Jump to Main Content
Superb Dye Adsorption and Dye-Sensitized Change in Cu2O–Ag Crystal Faces in the Dark
- Sasmal, Anup Kumar, Pal, Jaya, Sahoo, Ramkrishna, Kartikeya, Prashant, Dutta, Soumen, Pal, Tarasankar
- The Journal of Physical Chemistry C 2016 v.120 no.38 pp. 21580-21588
- Raman spectroscopy, adsorption, azo dyes, copper, crystallization, cuprous oxide, kinetics, methyl orange, nanoparticles, nanosheets, p-nitrophenol, photocatalysis, pollutants, porosity, remediation, silver nitrate, sodium, sorption isotherms, toxicity
- Hybrid Cu₂O–Ag is attractive because of its many applications in the fields of photocatalysis, surface-enhanced Raman scattering (SERS), and optical features. In this article, we have presented a newer application of Cu₂O–Ag. Cu₂O–Ag has been found to exhibit excellent anionic dye adsorption properties together with organic transformation for effective water remediation. Cu₂O–Ag was prepared through a facile but controlled galvanic reaction between cuprous oxide (Cu₂O) and silver nitrate (AgNO₃), rendering stability and porosity. The experimental results of adsorption showed that Cu₂O–Ag bears an exceptionally high adsorption capacity toward methyl orange (501.23 mg g–¹), which is higher than most reported results. The adsorption of MO on Cu₂O–Ag happens because of the definite chemical interaction between Cu(I) and the SO₃– functionality of MO. A kinetic study revealed that the MO adsorption on Cu₂O–Ag primarily followed the pseudo-second-order kinetic model. The kinetic model followed the Langmuir adsorption isotherm.

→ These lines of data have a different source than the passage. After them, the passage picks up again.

#[cfg(test)]
mod tests {
    use std::sync::Arc;

    use async_trait::async_trait;
    use axum::{
        body::{to_bytes, Body},
        http::{header, Method, Request, StatusCode},
        response::Response,
    };
    use serde_json::{json, Value};
    use tower::ServiceExt;

    use super::*;
    use crate::config::Config;
    use crate::errors::{AppError, TRANSFORM_FAILED_MESSAGE};
    use crate::models::CvData;
    use crate::session::SessionStore;
    use crate::transform::CvTransformer;

    /// Returns a fixed record, or fails when the text contains "FAIL".
    struct StubTransformer;

    #[async_trait]
    impl CvTransformer for StubTransformer {
        async fn transform(&self, cv_text: &str) -> Result<CvData, AppError> {
            if cv_text.contains("FAIL") {
                return Err(AppError::Llm("stubbed upstream failure".into()));
            }
            Ok(CvData {
                full_name: "Jane Doe".into(),
                professional_title: "Sales Manager".into(),
                summary: cv_text.into(),
                skills: vec!["Negotiation".into()],
                ats_score: Some(90),
                ..Default::default()
            })
        }
    }

    fn app() -> Router {
        build_router(AppState {
            config: Config::default(),
            transformer: Arc::new(StubTransformer),
            sessions: SessionStore::new(),
        })
    }

    fn json_request(method: Method, uri: &str, body: Value) -> Request<Body> {
        Request::builder()
            .method(method)
            .uri(uri)
            .header(header::CONTENT_TYPE, "application/json")
            .body(Body::from(body.to_string()))
            .unwrap()
    }

    fn empty_request(method: Method, uri: &str) -> Request<Body> {
        Request::builder()
            .method(method)
            .uri(uri)
            .body(Body::empty())
            .unwrap()
    }

    fn multipart_request(uri: &str, file_name: &str, mime: &str, bytes: &[u8]) -> Request<Body> {
        let boundary = "cv-architect-test-boundary";
        let mut body = Vec::new();
        body.extend_from_slice(
            format!(
                "--{boundary}\r\nContent-Disposition: form-data; name=\"file\"; \
                 filename=\"{file_name}\"\r\nContent-Type: {mime}\r\n\r\n"
            )
            .as_bytes(),
        );
        body.extend_from_slice(bytes);
        body.extend_from_slice(format!("\r\n--{boundary}--\r\n").as_bytes());
        Request::builder()
            .method(Method::POST)
            .uri(uri)
            .header(
                header::CONTENT_TYPE,
                format!("multipart/form-data; boundary={boundary}"),
            )
            .body(Body::from(body))
            .unwrap()
    }

    async fn send(app: &Router, request: Request<Body>) -> Response {
        app.clone().oneshot(request).await.unwrap()
    }

    async fn body_json(response: Response) -> Value {
        let bytes = to_bytes(response.into_body(), usize::MAX).await.unwrap();
        serde_json::from_slice(&bytes).unwrap()
    }

    async fn new_session(app: &Router) -> String {
        let response = send(app, empty_request(Method::POST, "/api/v1/sessions")).await;
        assert_eq!(response.status(), StatusCode::CREATED);
        let body = body_json(response).await;
        assert_eq!(body["phase"], "input");
        body["id"].as_str().unwrap().to_string()
    }

    #[tokio::test]
    async fn test_health() {
        let response = send(&app(), empty_request(Method::GET, "/health")).await;
        assert_eq!(response.status(), StatusCode::OK);
        assert_eq!(body_json(response).await["status"], "ok");
    }

    #[tokio::test]
    async fn test_transform_returns_record() {
        let response = send(
            &app(),
            json_request(Method::POST, "/api/v1/transform", json!({"text": "  Jane, sales  "})),
        )
        .await;
        assert_eq!(response.status(), StatusCode::OK);
        let body = body_json(response).await;
        assert_eq!(body["fullName"], "Jane Doe");
        assert_eq!(body["summary"], "Jane, sales");
        assert_eq!(body["atsScore"], 90);
    }

    #[tokio::test]
    async fn test_transform_rejects_blank_text() {
        let response = send(
            &app(),
            json_request(Method::POST, "/api/v1/transform", json!({"text": "   "})),
        )
        .await;
        assert_eq!(response.status(), StatusCode::BAD_REQUEST);
        assert_eq!(body_json(response).await["error"]["code"], "VALIDATION_ERROR");
    }

    #[tokio::test]
    async fn test_transform_failure_shows_fixed_message() {
        let response = send(
            &app(),
            json_request(Method::POST, "/api/v1/transform", json!({"text": "FAIL"})),
        )
        .await;
        assert_eq!(response.status(), StatusCode::BAD_GATEWAY);
        assert_eq!(
            body_json(response).await["error"]["message"],
            TRANSFORM_FAILED_MESSAGE
        );
    }

    #[tokio::test]
    async fn test_extract_plain_text_upload() {
        let response = send(
            &app(),
            multipart_request(
                "/api/v1/extract",
                "cv.txt",
                "text/plain",
                b"Jane Doe\r\nSales Manager\r\n",
            ),
        )
        .await;
        assert_eq!(response.status(), StatusCode::OK);
        let body = body_json(response).await;
        assert_eq!(body["fileName"], "cv.txt");
        assert_eq!(body["kind"], "text");
        assert_eq!(body["text"], "Jane Doe\nSales Manager");
    }

    #[tokio::test]
    async fn test_extract_rejects_images() {
        let response = send(
            &app(),
            multipart_request("/api/v1/extract", "me.png", "image/png", b"\x89PNG\r\n\x1a\n"),
        )
        .await;
        assert_eq!(response.status(), StatusCode::UNSUPPORTED_MEDIA_TYPE);
    }

    #[tokio::test]
    async fn test_render_pdf_sets_download_headers() {
        let response = send(
            &app(),
            json_request(
                Method::POST,
                "/api/v1/render/pdf",
                json!({"fullName": "Jane Doe", "skills": ["Negotiation"]}),
            ),
        )
        .await;
        assert_eq!(response.status(), StatusCode::OK);
        assert_eq!(response.headers()[header::CONTENT_TYPE], "application/pdf");
        assert_eq!(
            response.headers()[header::CONTENT_DISPOSITION],
            "attachment; filename=\"Jane_Doe_CV.pdf\""
        );
        let bytes = to_bytes(response.into_body(), usize::MAX).await.unwrap();
        assert!(bytes.starts_with(b"%PDF-"));
    }

    #[tokio::test]
    async fn test_render_clamps_out_of_range_ats_score() {
        for score in [json!(250), json!(1000), json!(87.6)] {
            let response = send(
                &app(),
                json_request(
                    Method::POST,
                    "/api/v1/render/html",
                    json!({"fullName": "Jane Doe", "atsScore": score}),
                ),
            )
            .await;
            assert_eq!(response.status(), StatusCode::OK);
            let bytes = to_bytes(response.into_body(), usize::MAX).await.unwrap();
            let html = String::from_utf8(bytes.to_vec()).unwrap();
            let expected = if score == json!(87.6) { "88/100" } else { "100/100" };
            assert!(html.contains(&format!("ATS Score: {expected}")), "score {score}");
            assert!(!html.contains("250/100"));
        }
    }

    #[tokio::test]
    async fn test_render_pdf_refuses_arabic_text() {
        let response = send(
            &app(),
            json_request(
                Method::POST,
                "/api/v1/render/pdf",
                json!({"fullName": "عائشة خان"}),
            ),
        )
        .await;
        assert_eq!(response.status(), StatusCode::UNPROCESSABLE_ENTITY);
        let body = body_json(response).await;
        assert_eq!(body["error"]["code"], "UNSUPPORTED_TEXT");
        assert!(body["error"]["message"].as_str().unwrap().contains("fullName"));
    }

    #[tokio::test]
    async fn test_render_unknown_format_is_not_found() {
        let response = send(
            &app(),
            json_request(Method::POST, "/api/v1/render/png", json!({})),
        )
        .await;
        assert_eq!(response.status(), StatusCode::NOT_FOUND);
    }

    #[tokio::test]
    async fn test_session_happy_path_with_edit_and_export() {
        let app = app();
        let id = new_session(&app).await;

        let response = send(
            &app,
            multipart_request(
                &format!("/api/v1/sessions/{id}/upload"),
                "cv.txt",
                "text/plain",
                b"Jane Doe, Sales",
            ),
        )
        .await;
        assert_eq!(body_json(response).await["draftText"], "Jane Doe, Sales");

        // No text in the body: the uploaded draft is submitted.
        let response = send(
            &app,
            json_request(Method::POST, &format!("/api/v1/sessions/{id}/submit"), json!({})),
        )
        .await;
        assert_eq!(response.status(), StatusCode::OK);
        let body = body_json(response).await;
        assert_eq!(body["phase"], "preview");
        assert_eq!(body["cv"]["summary"], "Jane Doe, Sales");

        let response = send(
            &app,
            empty_request(Method::POST, &format!("/api/v1/sessions/{id}/edit")),
        )
        .await;
        assert_eq!(body_json(response).await["phase"], "editing");

        let response = send(
            &app,
            json_request(
                Method::PATCH,
                &format!("/api/v1/sessions/{id}/edit"),
                json!({"commands": [
                    {"op": "set_full_name", "value": "Jane A. Doe"},
                    {"op": "set_languages_text", "text": "English, Arabic"}
                ]}),
            ),
        )
        .await;
        assert_eq!(response.status(), StatusCode::OK);
        assert_eq!(body_json(response).await["draft"]["fullName"], "Jane A. Doe");

        let response = send(
            &app,
            empty_request(Method::POST, &format!("/api/v1/sessions/{id}/edit/save")),
        )
        .await;
        let body = body_json(response).await;
        assert_eq!(body["phase"], "preview");
        assert_eq!(body["cv"]["languages"], json!(["English", "Arabic"]));

        let response = send(
            &app,
            empty_request(Method::GET, &format!("/api/v1/sessions/{id}/export/docx")),
        )
        .await;
        assert_eq!(response.status(), StatusCode::OK);
        assert_eq!(
            response.headers()[header::CONTENT_DISPOSITION],
            "attachment; filename=\"Jane_A_Doe_CV.docx\""
        );
    }

    #[tokio::test]
    async fn test_session_failure_then_retry() {
        let app = app();
        let id = new_session(&app).await;

        let response = send(
            &app,
            json_request(
                Method::POST,
                &format!("/api/v1/sessions/{id}/submit"),
                json!({"text": "FAIL please"}),
            ),
        )
        .await;
        assert_eq!(response.status(), StatusCode::OK);
        let body = body_json(response).await;
        assert_eq!(body["phase"], "error");
        assert_eq!(body["error"], TRANSFORM_FAILED_MESSAGE);

        let response = send(
            &app,
            empty_request(Method::POST, &format!("/api/v1/sessions/{id}/retry")),
        )
        .await;
        let body = body_json(response).await;
        assert_eq!(body["phase"], "input");
        assert_eq!(body["draftText"], "FAIL please");
    }

    #[tokio::test]
    async fn test_illegal_transition_is_conflict() {
        let app = app();
        let id = new_session(&app).await;
        let response = send(
            &app,
            empty_request(Method::POST, &format!("/api/v1/sessions/{id}/edit/save")),
        )
        .await;
        assert_eq!(response.status(), StatusCode::CONFLICT);

        let response = send(
            &app,
            empty_request(Method::GET, &format!("/api/v1/sessions/{id}/export/pdf")),
        )
        .await;
        assert_eq!(response.status(), StatusCode::CONFLICT);
    }

    #[tokio::test]
    async fn test_photo_upload_rejects_oversized_image() {
        let app = build_router(AppState {
            config: Config {
                max_photo_bytes: 16,
                ..Config::default()
            },
            transformer: Arc::new(StubTransformer),
            sessions: SessionStore::new(),
        });
        let id = new_session(&app).await;
        send(
            &app,
            json_request(Method::POST, &format!("/api/v1/sessions/{id}/submit"), json!({"text": "cv"})),
        )
        .await;
        send(
            &app,
            empty_request(Method::POST, &format!("/api/v1/sessions/{id}/edit")),
        )
        .await;

        let response = send(
            &app,
            multipart_request(
                &format!("/api/v1/sessions/{id}/edit/photo"),
                "me.jpg",
                "image/jpeg",
                &[0xFF; 64],
            ),
        )
        .await;
        assert_eq!(response.status(), StatusCode::PAYLOAD_TOO_LARGE);

        let response = send(
            &app,
            multipart_request(
                &format!("/api/v1/sessions/{id}/edit/photo"),
                "me.jpg",
                "image/jpeg",
                &[0xFF, 0xD8, 0xFF, 0xD9],
            ),
        )
        .await;
        assert_eq!(response.status(), StatusCode::OK);
        let body = body_json(response).await;
        assert!(body["draft"]["photo"]
            .as_str()
            .unwrap()
            .starts_with("data:image/jpeg;base64,"));
    }

    #[tokio::test]
    async fn test_unknown_session_is_not_found() {
        let response = send(
            &app(),
            empty_request(
                Method::GET,
                "/api/v1/sessions/00000000-0000-0000-0000-000000000000",
            ),
        )
        .await;
        assert_eq!(response.status(), StatusCode::NOT_FOUND);
    }
}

A very significant feature that emerged during MO adsorption by Cu₂O–Ag is the transformation of the 3-D morphology of Cu₂O–Ag into 2-D nanosheets under ambient and dark conditions. This morphology change corroborates that the adsorption occurred through chemical interaction, i.e., the chemisorption process. This feature, a morphology change in the dark, presumably happened through the participation of the highly interactive exposed high-index facet of spherical Cu₂O–Ag nanoparticles. This unique recrystallization of Cu₂O–Ag due to the chemisorption of MO is reported for the first time. Cu₂O–Ag was also found to have a high adsorption capacity (976.30 mg g–¹) even for Congo red (an anionic azo dye), which is also higher than the reported adsorption capacities of various materials. In another water remediation aspect, Cu₂O–Ag has also been applied to the transformation of organic toxic pollutant, 4-nitrophenol (4-NP), into its nontoxic and medicinally important amino derivative through catalytic reduction. The catalysis of 4-NP reduction by Cu₂O–Ag in the presence of sodium borohydride (NaBH₄) exhibited a high rate constant value (k = 0.38 min–¹). Thus, two novel properties, adsorption and catalytic reduction on organic pollutants, of Cu₂O–Ag have been ascertained for water remediation.